The Holy Spirit is the Prime Agent in the Church’s Sacramental life. In the Eucharistic Prayers of the Mass notice how the priest extends his hands over the Gifts, meanwhile invoking the Holy Spirit to transform them into Christ’s Body and Blood. This action is called epiclesis, “calling upon” in the sense of “over top of.” Then there is the ancient action of “Laying on of Hands,” which is a constitutive or at least optional component of most of the sacraments. In Confession it is optional for the priest to lay his hand on the penitent’s head if there is no grate separating them; at the very least, he extends his right hand as he grants absolution. In Anointing of the Sick, the priest first lays his hands upon the person’s head before anointing his head and palms. There are the three sacraments that confer the Holy Spirit upon a person in a game-changing, identity-forming way: Baptism, Confirmation, and Holy Orders. While Baptism does not involve the direct imposition of hands, the minister’s hand may touch the candidate in the imposition of Sacred Chrism. In Confirmation, the minister extends hands over (toward) the candidates, and touches the Chrism to the person’s forehead. The Bishop ordains candidates by imposing his hands upon their heads; once again, Chrism is used upon a priest’s palms, and upon a bishop’s head.
All this is to note how the divine Mysteries convey the Holy Spirit’s vital power upon the recipient who by repentance and gratitude strives to be worthy of such magnificent gifts. Confirmation, in particular, “in a certain way perpetuates the grace of Pentecost in the Church” (CCC 1288). The Bishop, in his very person and in his sacramental actions, re-presents the Spirit-breathing Christ by breathing upon the Chrism he consecrates in anticipation of the Paschal Feasts. The Baptized is rightly called a “Christian,” that is to say, one who is anointed as Jesus Himself was anointed Prophet to speak the Word of God, Priest to offer both Himself and mankind in sacrifice, and King to care for and lead people into the true Freedom of the Spirit.

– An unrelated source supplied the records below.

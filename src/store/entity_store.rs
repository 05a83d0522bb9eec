//! A [`Store`] holding an [`EntityCollection`].

use std::cmp::Ordering;
use std::ops::Deref;

use futures::stream::Stream;

use super::container::Store;
use crate::persistent::{EntityCollection, EntityIdentity};

/// A store of an [`EntityCollection`] whose mutations are store updates.
///
/// Each mutation applies the matching collection operation to the current
/// state. Operations that leave the collection unchanged emit nothing.
/// Dereferences to the underlying [`Store`].
///
/// # Examples
///
/// ```rust
/// use futures::executor::block_on;
/// use futures::StreamExt;
/// use ngry::persistent::{EntityCollection, KeyedBy};
/// use ngry::store::EntityCollectionStore;
///
/// let store = EntityCollectionStore::new(EntityCollection::empty(KeyedBy(|n: &u32| *n)));
/// let lengths = store.select_len();
///
/// store.add(1);
/// store.add(1); // already present
/// store.add_many([2, 3]);
/// store.destroy();
///
/// assert_eq!(block_on(lengths.collect::<Vec<_>>()), vec![0, 1, 3]);
/// ```
pub struct EntityCollectionStore<Entity, Identity>
where
    Identity: EntityIdentity<Entity>,
{
    store: Store<EntityCollection<Entity, Identity>>,
}

impl<Entity, Identity> EntityCollectionStore<Entity, Identity>
where
    Entity: Clone + PartialEq,
    Identity: EntityIdentity<Entity>,
{
    /// Creates a store holding `initial`.
    #[must_use]
    pub fn new(initial: EntityCollection<Entity, Identity>) -> Self {
        Self {
            store: Store::new(initial),
        }
    }

    /// Adds `entity` unless one with the same identity exists.
    pub fn add(&self, entity: Entity) {
        self.store.update(|collection| collection.add(entity));
    }

    /// Adds every entity whose identity is not present yet.
    pub fn add_many<I>(&self, entities: I)
    where
        I: IntoIterator<Item = Entity>,
    {
        self.store.update(|collection| collection.add_many(entities));
    }

    /// Replaces the entity with the same identity as `entity`, if present.
    pub fn update(&self, entity: Entity) {
        self.store.update(|collection| collection.update(entity));
    }

    /// Replaces each present entity sharing an identity with one of `entities`.
    pub fn update_many<I>(&self, entities: I)
    where
        I: IntoIterator<Item = Entity>,
    {
        self.store.update(|collection| collection.update_many(entities));
    }

    /// Replaces or appends `entity`.
    pub fn set(&self, entity: Entity) {
        self.store.update(|collection| collection.set(entity));
    }

    /// Replaces or appends each of `entities`.
    pub fn set_many<I>(&self, entities: I)
    where
        I: IntoIterator<Item = Entity>,
    {
        self.store.update(|collection| collection.set_many(entities));
    }

    /// Deletes the entity identified by `id`.
    pub fn delete(&self, id: &Identity::Id) {
        self.store.update(|collection| collection.delete(id));
    }

    /// Deletes every entity identified by one of `ids`.
    pub fn delete_many<I>(&self, ids: I)
    where
        I: IntoIterator<Item = Identity::Id>,
    {
        self.store.update(|collection| collection.delete_many(ids));
    }

    /// Deletes the entity sharing `sample`'s identity.
    pub fn remove(&self, sample: &Entity) {
        self.store.update(|collection| collection.remove(sample));
    }

    /// Deletes the entities sharing an identity with any of `samples`.
    pub fn remove_many<'a, I>(&self, samples: I)
    where
        Entity: 'a,
        I: IntoIterator<Item = &'a Entity>,
    {
        self.store.update(|collection| collection.remove_many(samples));
    }

    /// Empties the collection.
    pub fn clear(&self) {
        self.store.update(EntityCollection::clear);
    }

    /// Keeps only the entities matching `predicate`.
    pub fn filter<P>(&self, predicate: P)
    where
        P: FnMut(&Entity) -> bool,
    {
        self.store.update(|collection| collection.filter(predicate));
    }

    /// Orders the entities with `compare`.
    pub fn sort<C>(&self, compare: C)
    where
        C: FnMut(&Entity, &Entity) -> Ordering,
    {
        self.store.update(|collection| collection.sort(compare));
    }

    /// Stream of the entity identifiers.
    pub fn select_ids(&self) -> impl Stream<Item = Vec<Identity::Id>> + use<Entity, Identity>
    where
        Identity::Id: Clone + PartialEq,
    {
        self.store.select(|collection| collection.ids().to_vec())
    }

    /// Stream of the entities.
    pub fn select_entities(&self) -> impl Stream<Item = Vec<Entity>> + use<Entity, Identity> {
        self.store.select(EntityCollection::to_vec)
    }

    /// Stream of the entity count.
    pub fn select_len(&self) -> impl Stream<Item = usize> + use<Entity, Identity> {
        self.store.select(EntityCollection::len)
    }

    /// Stream of whether the collection is empty.
    pub fn select_is_empty(&self) -> impl Stream<Item = bool> + use<Entity, Identity> {
        self.store.select(EntityCollection::is_empty)
    }
}

impl<Entity, Identity> Deref for EntityCollectionStore<Entity, Identity>
where
    Identity: EntityIdentity<Entity>,
{
    type Target = Store<EntityCollection<Entity, Identity>>;

    fn deref(&self) -> &Self::Target {
        &self.store
    }
}

impl<Entity, Identity> Clone for EntityCollectionStore<Entity, Identity>
where
    Identity: EntityIdentity<Entity>,
{
    fn clone(&self) -> Self {
        Self {
            store: self.store.clone(),
        }
    }
}
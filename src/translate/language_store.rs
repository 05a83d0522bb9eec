//! The language store and language change handling.

use std::collections::BTreeSet;
use std::fmt;
use std::sync::Arc;

use futures::stream::Stream;

use super::language::{Language, LanguageChangeRequest, LanguageState};
use super::resolver::LanguageResolver;
use crate::store::Store;

/// Decides which language a change request switches to.
///
/// Implemented for every `Fn(&LanguageChangeRequest) -> Language`, so a
/// handler can accept the target, keep the current language, or pick another
/// one. A result outside the supported set leaves the language unchanged.
pub trait LanguageChangeHandler: Send + Sync {
    /// Returns the language to switch to.
    fn handle(&self, request: &LanguageChangeRequest) -> Language;
}

impl<F> LanguageChangeHandler for F
where
    F: Fn(&LanguageChangeRequest) -> Language + Send + Sync,
{
    fn handle(&self, request: &LanguageChangeRequest) -> Language {
        self(request)
    }
}

/// Accepts every request. The default handler.
#[derive(Clone, Copy, Debug, Default)]
pub struct TargetLanguage;

impl LanguageChangeHandler for TargetLanguage {
    fn handle(&self, request: &LanguageChangeRequest) -> Language {
        request.target.clone()
    }
}

/// Rejects every request, keeping the current language.
#[derive(Clone, Copy, Debug, Default)]
pub struct CurrentLanguage;

impl LanguageChangeHandler for CurrentLanguage {
    fn handle(&self, request: &LanguageChangeRequest) -> Language {
        request.current.clone()
    }
}

/// A [`Store`] of the [`LanguageState`] plus the resolution pipeline for
/// language requests.
///
/// # Examples
///
/// ```rust
/// use ngry::translate::{DefaultLanguageResolver, Language, LanguageMapping, LanguageStore};
///
/// let store = LanguageStore::new(
///     Language::new("uk"),
///     "en",
///     ["en", "uk"],
///     DefaultLanguageResolver::new("en", ["en", "uk"], LanguageMapping::new()),
/// );
/// assert_eq!(store.current(), Language::new("uk"));
///
/// store.request(&Language::new("ru"));
/// assert_eq!(store.current(), Language::new("en"));
/// ```
#[derive(Clone)]
pub struct LanguageStore {
    store: Store<LanguageState>,
    resolver: Arc<dyn LanguageResolver>,
    handler: Arc<dyn LanguageChangeHandler>,
}

impl LanguageStore {
    /// Creates a store whose current language is `source` run through
    /// `resolver`.
    ///
    /// An empty `supported` set means only `default` is supported.
    pub fn new<I, L, R>(source: Language, default: impl Into<Language>, supported: I, resolver: R) -> Self
    where
        I: IntoIterator<Item = L>,
        L: Into<Language>,
        R: LanguageResolver + 'static,
    {
        let default = default.into();
        let mut supported: BTreeSet<Language> = supported.into_iter().map(Into::into).collect();
        if supported.is_empty() {
            supported.insert(default.clone());
        }

        let current = resolver.resolve(&source);
        tracing::debug!(%source, %current, "language store created");

        Self {
            store: Store::new(LanguageState {
                current,
                default,
                supported,
            }),
            resolver: Arc::new(resolver),
            handler: Arc::new(TargetLanguage),
        }
    }

    /// Replaces the change handler.
    #[must_use]
    pub fn with_handler(mut self, handler: impl LanguageChangeHandler + 'static) -> Self {
        self.handler = Arc::new(handler);
        self
    }

    /// Returns the current language.
    #[must_use]
    pub fn current(&self) -> Language {
        self.store.get(|state| state.current.clone())
    }

    /// Returns the whole language state.
    #[must_use]
    pub fn state(&self) -> LanguageState {
        self.store.snapshot()
    }

    /// Returns the underlying store.
    #[must_use]
    pub const fn store(&self) -> &Store<LanguageState> {
        &self.store
    }

    /// Requests a switch to `language` and returns the language in use
    /// afterwards.
    ///
    /// The request is resolved first. When the resolved language is already
    /// current nothing happens; otherwise the change handler picks the new
    /// language, which is applied only if supported.
    ///
    /// The comparison, the handler call and the switch run as one store
    /// update, so the handler sees the language that is actually current. The
    /// handler runs under the store lock and must not use this store.
    pub fn request(&self, language: &Language) -> Language {
        let target = self.resolver.resolve(language);
        let mut current = None;

        self.store.update(|state| {
            if state.current == target {
                current = Some(target.clone());
                return state.clone();
            }

            let request = LanguageChangeRequest {
                current: state.current.clone(),
                target: target.clone(),
            };
            let chosen = self.handler.handle(&request);

            if state.supports(&chosen) {
                current = Some(chosen.clone());
                LanguageState {
                    current: chosen,
                    ..state.clone()
                }
            } else {
                tracing::warn!(language = %chosen, "language change rejected: unsupported");
                current = Some(state.current.clone());
                state.clone()
            }
        });

        // A destroyed store ignores the update and keeps its language.
        let current = current
            .filter(|_| !self.store.is_destroyed())
            .unwrap_or_else(|| self.current());
        tracing::debug!(requested = %language, %current, "language requested");
        current
    }

    /// Stream of the current language: the language now, then every change.
    pub fn changes(&self) -> impl Stream<Item = Language> + use<> {
        self.store.select(|state| state.current.clone())
    }
}

impl fmt::Debug for LanguageStore {
    fn fmt(&self, formatter: &mut fmt::Formatter<'_>) -> fmt::Result {
        formatter
            .debug_struct("LanguageStore")
            .field("store", &self.store)
            .finish_non_exhaustive()
    }
}
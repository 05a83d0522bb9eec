//! Internationalization: language resolution, phrase compilation and
//! interpolation.
//!
//! # Overview
//!
//! - [`Language`] and [`LanguageState`]: language tags and the current,
//!   default and supported languages
//! - [`LanguageMapping`] and [`LanguagePattern`]: rewrite requested tags
//!   (`ua`, `en-US`) onto supported ones
//! - [`LanguageResolver`]: [`DefaultLanguageResolver`], [`MappingGuard`],
//!   [`SupportedGuard`] or any closure
//! - [`Params`], [`PhraseData`], [`Template`] and [`Phrase`]: raw and
//!   compiled phrases with `{{ name }}` interpolation
//! - [`Catalog`], [`Bundle`] and [`StandalonePhrase`]: compiled phrases by
//!   language
//! - [`LanguageStore`] and [`LanguageChangeHandler`]: the current language
//!   and how requests change it
//! - [`Translator`]: phrase lookup with fallbacks
//! - [`TranslateConfig`]: the whole setup from JSON
//!
//! Missing phrases and parameters never fail: they fall back to the key, an
//! empty string or an empty parameter value, and are logged with `tracing`.
//!
//! # Examples
//!
//! ```rust
//! use ngry::translate::{Language, LanguageConfig, Params, TranslateConfig, TextData, BundleData, PhraseData};
//!
//! let mut language = LanguageConfig::new("en");
//! language.supported = vec![Language::new("en"), Language::new("uk")];
//!
//! let translator = TranslateConfig::new(language)
//!     .with_text(TextData::from([(
//!         Language::new("en"),
//!         BundleData::from([("items".to_string(), PhraseData::from("{{ count }} items"))]),
//!     )]))
//!     .into_translator()
//!     .unwrap();
//!
//! assert_eq!(translator.translate("items", &Params::new().with("count", 3)), "3 items");
//! ```

mod catalog;
mod config;
mod data;
mod error;
mod language;
mod language_store;
mod mapping;
mod params;
mod phrase;
mod resolver;
mod translator;

pub use catalog::{Bundle, Catalog, StandalonePhrase};
pub use config::{LanguageConfig, MappingRule, PatternConfig, TranslateConfig};
pub use data::{merge_bundle_data, merge_text_data, BundleData, StandalonePhraseData, TextData};
pub use error::TranslateError;
pub use language::{Language, LanguageChangeRequest, LanguageState};
pub use language_store::{CurrentLanguage, LanguageChangeHandler, LanguageStore, TargetLanguage};
pub use mapping::{LanguageMapping, LanguagePattern};
pub use params::Params;
pub use phrase::{Phrase, PhraseData, PhraseFn, Template};
pub use resolver::{DefaultLanguageResolver, LanguageResolver, MappingGuard, SupportedGuard};
pub use translator::{DebugOptions, Translator};
//! Higher-kinded type emulation through generic associated types.
//!
//! Rust cannot abstract over a type constructor such as `Option<_>` or
//! `TaskState<_, E>` directly. [`TypeConstructor`] names the current inner
//! type and lets a trait speak about "the same constructor applied to `B`",
//! which is all `Functor` and `Monad` need.
//!
//! # Example
//!
//! ```rust
//! use ngry::typeclass::TypeConstructor;
//!
//! fn reset<T: TypeConstructor>(_value: T) -> T::WithType<String>
//! where
//!     T::WithType<String>: Default,
//! {
//!     Default::default()
//! }
//!
//! let cleared: Option<String> = reset(Some(42));
//! assert_eq!(cleared, None);
//! ```

/// A type constructor applied to some inner type.
///
/// # Laws
///
/// `<F as TypeConstructor>::WithType<F::Inner>` is `F` itself.
pub trait TypeConstructor {
    /// The type the constructor is currently applied to.
    type Inner;

    /// The same constructor applied to `B`.
    type WithType<B>: TypeConstructor<Inner = B>;
}

impl<A> TypeConstructor for Option<A> {
    type Inner = A;
    type WithType<B> = Option<B>;
}
//! Compiled translation data.
//!
//! Every phrase is compiled once when the catalog is built; lookups are map
//! reads and never compile again.

use std::collections::HashMap;

use super::data::{BundleData, StandalonePhraseData, TextData};
use super::language::Language;
use super::phrase::Phrase;

/// The compiled phrases of one language.
#[derive(Clone, Debug, Default)]
pub struct Bundle {
    phrases: HashMap<String, Phrase>,
}

impl Bundle {
    /// Compiles every phrase of `data`.
    #[must_use]
    pub fn compile(data: &BundleData) -> Self {
        Self {
            phrases: data
                .iter()
                .map(|(key, phrase)| (key.clone(), Phrase::compile(phrase)))
                .collect(),
        }
    }

    /// Returns the phrase stored under `key`.
    #[must_use]
    pub fn get(&self, key: &str) -> Option<&Phrase> {
        self.phrases.get(key)
    }

    /// Returns the number of phrases.
    #[must_use]
    pub fn len(&self) -> usize {
        self.phrases.len()
    }

    /// Returns `true` when the bundle has no phrase.
    #[must_use]
    pub fn is_empty(&self) -> bool {
        self.phrases.is_empty()
    }
}

/// Compiled bundles by language.
///
/// # Examples
///
/// ```rust
/// use ngry::translate::{BundleData, Catalog, Language, Params, PhraseData, TextData};
///
/// let data = TextData::from([(
///     Language::new("en"),
///     BundleData::from([("greeting".to_string(), PhraseData::from("Hello {{ name }}"))]),
/// )]);
/// let catalog = Catalog::compile(&data);
///
/// let phrase = catalog.phrase(&Language::new("en"), "greeting").unwrap();
/// assert_eq!(phrase.render(&Params::new().with("name", "Alex")), "Hello Alex");
/// assert!(catalog.phrase(&Language::new("uk"), "greeting").is_none());
/// ```
#[derive(Clone, Debug, Default)]
pub struct Catalog {
    bundles: HashMap<Language, Bundle>,
}

impl Catalog {
    /// Compiles every bundle of `data`.
    #[must_use]
    pub fn compile(data: &TextData) -> Self {
        let bundles: HashMap<Language, Bundle> = data
            .iter()
            .map(|(language, bundle)| (language.clone(), Bundle::compile(bundle)))
            .collect();
        tracing::debug!(languages = bundles.len(), "catalog compiled");

        Self { bundles }
    }

    /// Returns the bundle of `language`.
    #[must_use]
    pub fn bundle(&self, language: &Language) -> Option<&Bundle> {
        self.bundles.get(language)
    }

    /// Returns the phrase `key` of `language`.
    #[must_use]
    pub fn phrase(&self, language: &Language, key: &str) -> Option<&Phrase> {
        self.bundle(language).and_then(|bundle| bundle.get(key))
    }

    /// Returns `true` when no language has a bundle.
    #[must_use]
    pub fn is_empty(&self) -> bool {
        self.bundles.is_empty()
    }
}

/// A phrase supplied inline for several languages, compiled per language.
///
/// # Examples
///
/// ```rust
/// use ngry::translate::{Language, Params, PhraseData, StandalonePhrase, StandalonePhraseData};
///
/// let phrase = StandalonePhrase::compile(&StandalonePhraseData::from([
///     (Language::new("en"), PhraseData::from("Hello")),
///     (Language::new("uk"), PhraseData::from("Привіт")),
/// ]));
///
/// let render = |tag: &str| {
///     phrase
///         .get(&Language::new(tag))
///         .map(|phrase| phrase.render(&Params::new()))
/// };
/// assert_eq!(render("uk").as_deref(), Some("Привіт"));
/// assert_eq!(render("ua"), None);
/// ```
#[derive(Clone, Debug, Default)]
pub struct StandalonePhrase {
    phrases: HashMap<Language, Phrase>,
}

impl StandalonePhrase {
    /// Compiles the phrase for every language of `data`.
    #[must_use]
    pub fn compile(data: &StandalonePhraseData) -> Self {
        Self {
            phrases: data
                .iter()
                .map(|(language, phrase)| (language.clone(), Phrase::compile(phrase)))
                .collect(),
        }
    }

    /// Returns the phrase for `language`.
    #[must_use]
    pub fn get(&self, language: &Language) -> Option<&Phrase> {
        self.phrases.get(language)
    }
}

impl From<&StandalonePhraseData> for StandalonePhrase {
    fn from(data: &StandalonePhraseData) -> Self {
        Self::compile(data)
    }
}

Just as the Spirit descended at Pentecost to unite the confused tongues of the human race, so the Christian is anointed and commissioned by God to be a force for unity, clarity, and enthusiasm. If you have been baptized and confirmed, and you strive to live in communion with God and neighbor in the state of sanctifying grace, then you are duly empowered to be that force for unity, clarity, and enthusiasm into a world that surely needs it!